How Driverless Cars Will Transform Cities
What’s the Latest Development?
The technology that will enable vehicles to drive themselves has shown much promise. So much promise, in fact, that industry experts believe private drivers as well as industry will inevitably adopt them. “By now, seeing one of Google’s experimental, driverless cars zipping down Silicon Valley’s Highway 101, or parking itself on a San Francisco street, is not all that unusual.
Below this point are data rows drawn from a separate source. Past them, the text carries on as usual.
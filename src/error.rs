//! Error types for tsk
//!
//! Exit codes:
//! - 0: Success
//! - 2: User error (empty input, unknown task id, bad args/config)
//! - 4: Operation failed (storage, locking, serialization)

use std::path::PathBuf;
use thiserror::Error;

/// Exit codes for the tsk CLI
pub mod exit_codes {
    pub const SUCCESS: i32 = 0;
    pub const USER_ERROR: i32 = 2;
    pub const OPERATION_FAILED: i32 = 4;
}

/// Main error type for tsk operations
#[derive(Error, Debug)]
pub enum Error {
    // User errors (exit code 2)
    #[error("task text cannot be empty")]
    EmptyInput,

    #[error("task not found: {0}")]
    TaskNotFound(u64),

    #[error("Invalid configuration: {0}")]
    InvalidConfig(String),

    #[error("Invalid argument: {0}")]
    InvalidArgument(String),

    // Operation failures (exit code 4)
    #[error("IO error: {0}")]
    Io(#[from] std::io::Error),

    #[error("JSON error: {0}")]
    Json(#[from] serde_json::Error),

    #[error("TOML parse error: {0}")]
    TomlParse(#[from] toml::de::Error),

    #[error("TOML serialize error: {0}")]
    TomlSerialize(#[from] toml::ser::Error),

    #[error("Lock acquisition failed: {0}")]
    LockFailed(PathBuf),

    #[error("Storage error: {0}")]
    Storage(String),
}

impl Error {
    /// Get the exit code for this error
    pub fn exit_code(&self) -> i32 {
        match self {
            // User errors
            Error::EmptyInput
            | Error::TaskNotFound(_)
            | Error::InvalidConfig(_)
            | Error::InvalidArgument(_) => exit_codes::USER_ERROR,

            // Operation failures
            Error::Io(_)
            | Error::Json(_)
            | Error::TomlParse(_)
            | Error::TomlSerialize(_)
            | Error::LockFailed(_)
            | Error::Storage(_) => exit_codes::OPERATION_FAILED,
        }
    }
}

/// Result type alias for tsk operations
pub type Result<T> = std::result::Result<T, Error>;

/// Wrapper for displaying errors in JSON format
#[derive(serde::Serialize)]
pub struct JsonError {
    pub error: String,
    pub code: i32,
}

impl From<&Error> for JsonError {
    fn from(err: &Error) -> Self {
        JsonError {
            error: err.to_string(),
            code: err.exit_code(),
        }
    }
}
//! tsk - Task List CLI
//!
//! A local task list with priorities, categories, and a soft-delete trash
//! log that keeps every removed task recoverable.

use clap::Parser;
use tracing_subscriber::{fmt, prelude::*, EnvFilter};
use tsk::cli::Cli;
use tsk::output::{emit_error, infer_command_name_from_args};

fn main() {
    // Tracing is opt-in via RUST_LOG.
    // Keep startup robust in CI/robot envs: ignore invalid/huge filters.
    let filter = std::env::var("RUST_LOG")
        .ok()
        .and_then(|raw| {
            let raw = raw.trim();
            if raw.is_empty() || raw.len() > 4096 {
                return None;
            }
            EnvFilter::try_new(raw).ok()
        })
        .unwrap_or_else(|| EnvFilter::new("off"));

    tracing_subscriber::registry()
        .with(fmt::layer())
        .with(filter)
        .init();

    let command = infer_command_name_from_args();
    let cli = Cli::parse();
    let json = cli.json;
    if let Err(err) = cli.run() {
        let _ = emit_error(&command, &err, json);
        std::process::exit(err.exit_code());
    }
}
Indeed, as automakers like Audi, Toyota and Mercedes-Benz make plans for self-driving vehicles, it is only a matter of time before such cars become a big part of the great American traffic jam.” In short, driverless vehicles may dramatically transform our cityscapes.
What’s the Big Idea?
Just as the integration of the Internet with the cellular phone transformed the meaning of both, automated cars, trucks, and deliver vans could fundamentally alter what it means to drive and revolutionize the infrastructure of the cities they inhabit. “Imagine a city where you don’t drive in loops looking for a parking spot because your car drops you off and scoots off to some location to wait, sort of like taxi holding pens at airports. … And the air would be cleaner because people would drive less. According to the National Highway Traffic Safety Administration, 30 percent of driving in business districts is spent in a hunt for a parking spot, and the agency estimates that almost one billion miles of driving is wasted that way every year.”